For the past several decades, there’s one barber on Revere Street who has been a cut above everyone else – and that would be Gus Pecoraro, otherwise known as Gus the Barber.
His tenure in his well-decorated shop near the intersection of American Legion Highway, however, will come to an end on Dec. 31 when he will throw in the towel (and the scissors) and retire after 46 years.
“I’m going to miss it,” said Pecoraro, 79, in his shop late last week. “I’ll miss talking to people and shooting the bull. That’s what I liked about it…People do tell you their troubles and you tell them yours. You listen a lot. And, of course, people talk about sports and politics as well.”
Pecoraro said his landlord informed him not long ago that he would have to close due to some problems with the zoning of the building. Initially, he was quite upset, but now he said he has a great landlord and is glad that the matter has been settled.
“I was upset and bummed out, but the more I think about it, it will be a blessing in disguise,” he said. “My wife says that. I kept saying over the years I’d give it up and I never did. Now it’s settled for me.”
Pecoraro is yet another of many long-time Revere figures and businesses that have gone by the wayside over the last few years. The list is long, and many long-time residents point out that such changes are particularly sad because – while turnover is inevitable – there aren’t many, if any, Gus the Barbers waiting in the wings.

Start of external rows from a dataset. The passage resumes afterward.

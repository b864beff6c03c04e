//! Tracing subscriber setup for the `adam` binary.
//!
//! Library crates only emit `tracing` events; this module decides where they
//! go and how they look.
//!
//! # Log Levels
//!
//! - `error`: failed commands
//! - `warn`: skipped rules, duplicate input files
//! - `info`: pipeline stages and resolved subject counts
//! - `debug`: per-rule record counts
//! - `trace`: subject identifiers (only with `--log-data`)

use std::fs::{File, OpenOptions};
use std::io::{self, Write};
use std::path::PathBuf;
use std::sync::atomic::{AtomicBool, Ordering};
use std::sync::{Arc, Mutex};

use tracing::level_filters::LevelFilter;
use tracing_subscriber::{
    EnvFilter, Layer, Registry,
    fmt::{self, MakeWriter, format::FmtSpan},
    layer::SubscriberExt,
    util::SubscriberInitExt,
};

/// Crates whose events follow the configured level; everything else stays at warn.
const WORKSPACE_TARGETS: &[&str] = &[
    "adam",
    "adam_cli",
    "adam_common",
    "adam_core",
    "adam_ingest",
    "adam_model",
];

static LOG_DATA_ENABLED: AtomicBool = AtomicBool::new(false);

/// Placeholder logged instead of subject-level values.
pub const REDACTED_VALUE: &str = "[REDACTED]";

pub fn log_data_enabled() -> bool {
    LOG_DATA_ENABLED.load(Ordering::Relaxed)
}

/// Returns `value` when `--log-data` is set, otherwise [`REDACTED_VALUE`].
pub fn redact_value(value: &str) -> &str {
    if log_data_enabled() {
        value
    } else {
        REDACTED_VALUE
    }
}

#[derive(Debug, Clone, Copy, Default, PartialEq, Eq)]
pub enum LogFormat {
    #[default]
    Pretty,
    Compact,
    Json,
}

#[derive(Debug, Clone)]
pub struct LogConfig {
    pub level_filter: LevelFilter,
    /// When false, `RUST_LOG` is ignored and `level_filter` applies as given.
    pub use_env_filter: bool,
    pub with_timestamps: bool,
    pub with_target: bool,
    pub with_ansi: bool,
    pub format: LogFormat,
    /// Logs go to this file instead of stderr when set.
    pub log_file: Option<PathBuf>,
    /// Whether subject identifiers may appear in logs.
    pub log_data: bool,
}

impl Default for LogConfig {
    fn default() -> Self {
        Self {
            level_filter: LevelFilter::WARN,
            use_env_filter: true,
            with_timestamps: false,
            with_target: false,
            with_ansi: true,
            format: LogFormat::default(),
            log_file: None,
            log_data: false,
        }
    }
}

impl LogConfig {
    #[must_use]
    pub fn with_level(mut self, level_filter: LevelFilter) -> Self {
        self.level_filter = level_filter;
        self
    }

    #[must_use]
    pub fn with_format(mut self, format: LogFormat) -> Self {
        self.format = format;
        self
    }

    #[must_use]
    pub fn with_log_file(mut self, path: Option<PathBuf>) -> Self {
        self.log_file = path;
        self
    }

    #[must_use]
    pub fn with_log_data(mut self, enable: bool) -> Self {
        self.log_data = enable;
        self
    }
}

/// Installs the global subscriber. Call once, before any command runs.
///
/// # Errors
///
/// Returns an error if the log file cannot be opened.
pub fn init_logging(config: &LogConfig) -> io::Result<()> {
    if let Some(path) = &config.log_file {
        let file = OpenOptions::new().create(true).append(true).open(path)?;
        init_logging_with_writer(config, SharedFileWriter::new(file));
    } else {
        init_logging_with_writer(config, io::stderr);
    }
    Ok(())
}

pub fn init_logging_with_writer<W>(config: &LogConfig, writer: W)
where
    W: for<'writer> MakeWriter<'writer> + Send + Sync + 'static,
{
    LOG_DATA_ENABLED.store(config.log_data, Ordering::Release);
    let filter = build_env_filter(config.level_filter, config.use_env_filter);
    tracing_subscriber::registry()
        .with(format_layer(config, writer).with_filter(filter))
        .init();
}

type BoxedLayer = Box<dyn Layer<Registry> + Send + Sync>;

fn format_layer<W>(config: &LogConfig, writer: W) -> BoxedLayer
where
    W: for<'writer> MakeWriter<'writer> + Send + Sync + 'static,
{
    let base = fmt::layer()
        .with_writer(writer)
        .with_target(config.with_target);
    match (config.format, config.with_timestamps) {
        // JSON keeps timestamps and reports span durations.
        (LogFormat::Json, _) => base.json().with_span_events(FmtSpan::CLOSE).boxed(),
        (LogFormat::Compact, true) => base.compact().with_ansi(config.with_ansi).boxed(),
        (LogFormat::Compact, false) => base
            .compact()
            .with_ansi(config.with_ansi)
            .without_time()
            .boxed(),
        (LogFormat::Pretty, true) => base.with_ansi(config.with_ansi).boxed(),
        (LogFormat::Pretty, false) => base.with_ansi(config.with_ansi).without_time().boxed(),
    }
}

#[derive(Clone)]
struct SharedFileWriter {
    file: Arc<Mutex<File>>,
}

impl SharedFileWriter {
    fn new(file: File) -> Self {
        Self {
            file: Arc::new(Mutex::new(file)),
        }
    }
}

struct SharedFileGuard {
    file: Arc<Mutex<File>>,
}

impl Write for SharedFileGuard {
    fn write(&mut self, buf: &[u8]) -> io::Result<usize> {
        self.file
            .lock()
            .map_err(|_| io::Error::other("log file lock poisoned"))?
            .write(buf)
    }

    fn flush(&mut self) -> io::Result<()> {
        self.file
            .lock()
            .map_err(|_| io::Error::other("log file lock poisoned"))?
            .flush()
    }
}

impl<'a> MakeWriter<'a> for SharedFileWriter {
    type Writer = SharedFileGuard;

    fn make_writer(&'a self) -> Self::Writer {
        SharedFileGuard {
            file: Arc::clone(&self.file),
        }
    }
}

/// Default directive string: workspace crates at `level`, the rest at warn.
pub fn default_directives(level: LevelFilter) -> String {
    let level = level.to_string().to_lowercase();
    let mut directives = vec!["warn".to_string()];
    directives.extend(
        WORKSPACE_TARGETS
            .iter()
            .map(|target| format!("{target}={level}")),
    );
    directives.join(",")
}

fn build_env_filter(level: LevelFilter, use_env: bool) -> EnvFilter {
    let fallback = || EnvFilter::new(default_directives(level));
    if use_env {
        EnvFilter::try_from_default_env().unwrap_or_else(|_| fallback())
    } else {
        fallback()
    }
}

Many stalwarts of Revere, things that didn’t change for decades, have changed rapidly over the last couple of years.
Gus the Barber’s retirement is just one on a long list.
“I cut hair for all the old-timers and over the last few years, I’ve lost a lot of customers,” he said.
Walking into Pecoraro’s shop was like visiting a playground.
There were model airplanes and cars everywhere.
There was an old-time cash register that worked mechanically and not digitally.
Pictures adorned every square inch of the wall, and posters with witty, tasteful sayings like, “Just about the time you think you can make ends meet, somebody moves the ends.”
Pecoraro said he spent three full days recently taking it all down.
Over the years, he has cut hair for many policemen, firefighters, and politicians, including one of his longest clients, Councillor George V. Colella. Interestingly enough, when Pecoraro started out, he regularly cut hair for Albert DiSalvo, the Boston Strangler.
Pecoraro began his life in Maine, growing up there before leaving to join the Navy at age 17. He spent six years in the Navy and saw action in the Korean War, serving on an ammunition ship.
It was during that stint in the Navy that Pecoraro got acquainted with Revere, and also with his future wife.
“My wife wrote me letters for 15 months before I ever met her,” he said. “In the Navy, my buddy was from Chelsea and was going with a girl from Dale Street in Revere. He told her that I didn’t get much mail. My wife and his girl were close, and they got my wife to write me a letter. That turned into several letters. After I got out, I went to Revere and lived with my sister on Broadway while I continued dating my future wife. We celebrated 55 years of marriage this year.”
After getting married and settling on Winthrop Place, Pecoraro and his wife started a family – raising two sons and a daughter (Michael, Joseph and Susan). They now have six grandchildren.
Pecoraro got his barber’s license in 1963 and worked in Malden for four years under another barber.
After that he set out on his own, finally settling on the corner of Broadway and Malden Street. He was there for 14 years before moving to his current Revere Street shop in 1984.
He said that many things have changed over the years, most notably the prices.
“I think when I went out on my own, I was getting $1.25 per haircut,” he said. “When I started in Malden, I think we weren’t even getting a dollar – maybe 80 cents. Everything like that has changed. You used to be able to go to the dentist and get a tooth filled for $5, but now it’s like $140 or something.”
He said that prices have gone up over the years mostly because customers don’t come to the barber as often as they used to. In his heyday, Pecoraro said that going to the barber was a weekly ritual for many men.
“The average customer came in every two weeks,” he said. “You had people who came in every week and three weeks was the longest anyone would go without coming in. Now, it’s like every three or four months. I still get steady customers, but I only see them two or three times a year.”
And that old straight razor and shaving soap? Well, that retired a long time before Pecoraro ever thought about retiring.
“A few years back, people would come in two or three times a week for a shave,” Gus said. “Those days are long gone. They have better razors and a lot of people shave with an electric razor. In fact, I use one too.”
In the next couple of months, Pecoraro will join many of his customers in retirement and he’ll put a long, full career behind him.
“I enjoy the people,” he said. “I had nice, nice people.”